Start of Data section
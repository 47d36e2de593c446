mod blend;
mod capture;
mod frame_loop;
mod output;
mod palette;
mod segmentation;
#[cfg(test)]
mod test_support;

use anyhow::{Context, Result};
use capture::WebcamCapture;
use clap::Parser;
use crossbeam_channel::{unbounded, Receiver};
use frame_loop::{FrameLoop, LoopConfig, LoopState, StartError, StopHandle};
use output::V4L2Output;
use segmentation::{Backend, InferenceSession};
use std::io::BufRead;
use std::path::PathBuf;
use std::thread;
use std::time::Duration;

#[derive(Parser, Debug)]
#[command(author, version, about, long_about = None)]
struct Args {
    /// Input webcam device index
    #[arg(short, long, default_value_t = 0)]
    input_device: u32,

    /// Requested capture resolution width
    #[arg(long, default_value_t = 1280)]
    capture_width: u32,

    /// Requested capture resolution height
    #[arg(long, default_value_t = 720)]
    capture_height: u32,

    /// Output v4l2loopback device path
    #[arg(short, long, default_value = "/dev/video10")]
    output_device: String,

    /// Output resolution width
    #[arg(long, default_value_t = 1280)]
    output_width: u32,

    /// Output resolution height
    #[arg(long, default_value_t = 720)]
    output_height: u32,

    /// Display refresh rate the loop ticks at
    #[arg(long, default_value_t = 30, value_parser = clap::value_parser!(u32).range(1..))]
    fps: u32,

    /// Path to the DeepLab segmentation model (ONNX file)
    #[arg(long)]
    model: PathBuf,

    /// Execution backend for inference
    #[arg(long, value_enum, default_value_t = Backend::Cuda)]
    backend: Backend,

    /// Square input edge the model was exported with
    #[arg(long, default_value_t = 513)]
    model_input: u32,

    /// How long one iteration waits for camera metadata before skipping
    #[arg(long, default_value_t = 2000)]
    metadata_timeout_ms: u64,

    /// Log statistics every N frames (0 disables)
    #[arg(long, default_value_t = 30)]
    stats_interval: u64,

    /// Start the overlay immediately instead of waiting for a toggle
    #[arg(long)]
    autostart: bool,

    /// Enable debug logging
    #[arg(long)]
    debug: bool,
}

enum Command {
    Toggle,
    Quit,
}

fn main() -> Result<()> {
    let args = Args::parse();

    // Initialize logging
    let log_level = if args.debug {
        tracing::Level::DEBUG
    } else {
        tracing::Level::INFO
    };

    tracing_subscriber::fmt()
        .with_max_level(log_level)
        .with_target(false)
        .init();

    tracing::info!("livemask starting");
    tracing::info!("Capture: {}x{}", args.capture_width, args.capture_height);
    tracing::info!("Output: {}x{}", args.output_width, args.output_height);
    tracing::info!("Refresh rate: {} fps", args.fps);

    // The model loads in the background; frames are skipped until it is ready
    let pending = segmentation::spawn_loader(args.model.clone(), args.backend, args.model_input)
        .context("Failed to start segmentation model loader")?;

    let capture = WebcamCapture::new(args.input_device, args.capture_width, args.capture_height);

    let output = V4L2Output::new(&args.output_device, args.output_width, args.output_height)
        .context("Failed to initialize v4l2loopback output")?;

    let config = LoopConfig {
        fps: args.fps,
        metadata_timeout: Duration::from_millis(args.metadata_timeout_ms),
        stats_interval: args.stats_interval,
    };
    let mut frame_loop = FrameLoop::new(
        config,
        Box::new(capture),
        InferenceSession::new(pending),
        Box::new(output),
    );

    let commands = spawn_control_reader(frame_loop.stop_handle())?;

    if args.autostart {
        toggle(&mut frame_loop);
    }
    tracing::info!("Press Enter to toggle the webcam overlay, q + Enter to quit");

    for command in commands {
        match command {
            Command::Toggle => toggle(&mut frame_loop),
            Command::Quit => break,
        }
    }

    if frame_loop.is_running() {
        tracing::info!("Waiting for the in-flight frame before exiting");
    }
    // Also collects a loop that quit already stopped through the handle
    frame_loop.stop();
    if frame_loop.stats().iterations > 0 {
        log_session(&frame_loop);
    }
    tracing::info!("livemask exiting");

    Ok(())
}

fn toggle(frame_loop: &mut FrameLoop) {
    // A worker that died while running still reports Running; stop collects it
    if frame_loop.state() == LoopState::Running {
        frame_loop.stop();
        log_session(frame_loop);
        return;
    }

    match frame_loop.start() {
        Ok(()) => {}
        Err(StartError::Cancelled) => tracing::info!("Webcam overlay start cancelled"),
        Err(err) => {
            tracing::error!("Failed to start webcam overlay: {:#}", anyhow::Error::new(err))
        }
    }
}

fn log_session(frame_loop: &FrameLoop) {
    let stats = frame_loop.stats();
    tracing::info!(
        "Session: {} frames presented, {} skipped, {:.1} fps",
        stats.presented,
        stats.skipped(),
        stats.effective_fps()
    );
}

/// Read toggle/quit commands from stdin; end of input counts as quit
///
/// The main thread is blocked while a start opens the camera, so this thread
/// cancels a pending start itself, and requests the stop for quit directly so
/// it does not wait behind a blocked start.
fn spawn_control_reader(stop: StopHandle) -> Result<Receiver<Command>> {
    let (tx, rx) = unbounded();

    thread::Builder::new()
        .name("control".to_string())
        .spawn(move || {
            for line in std::io::stdin().lock().lines() {
                let command = match line {
                    Ok(line) if line.trim().eq_ignore_ascii_case("q") => Command::Quit,
                    Ok(_) => Command::Toggle,
                    Err(err) => {
                        tracing::warn!("Failed to read control input: {}", err);
                        Command::Quit
                    }
                };
                let quit = matches!(command, Command::Quit);
                if quit {
                    stop.request_stop();
                } else if stop.state() == LoopState::Starting {
                    stop.request_stop();
                    continue;
                }
                if tx.send(command).is_err() || quit {
                    return;
                }
            }
            stop.request_stop();
            let _ = tx.send(Command::Quit);
        })
        .context("Failed to spawn control reader")?;

    Ok(rx)
}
End of Data section
Task.
Whenever a line of the listing above holds the word "collects", copy that line.

Output for this exercise.
    // Also collects a loop that quit already stopped through the handle
    // A worker that died while running still reports Running; stop collects it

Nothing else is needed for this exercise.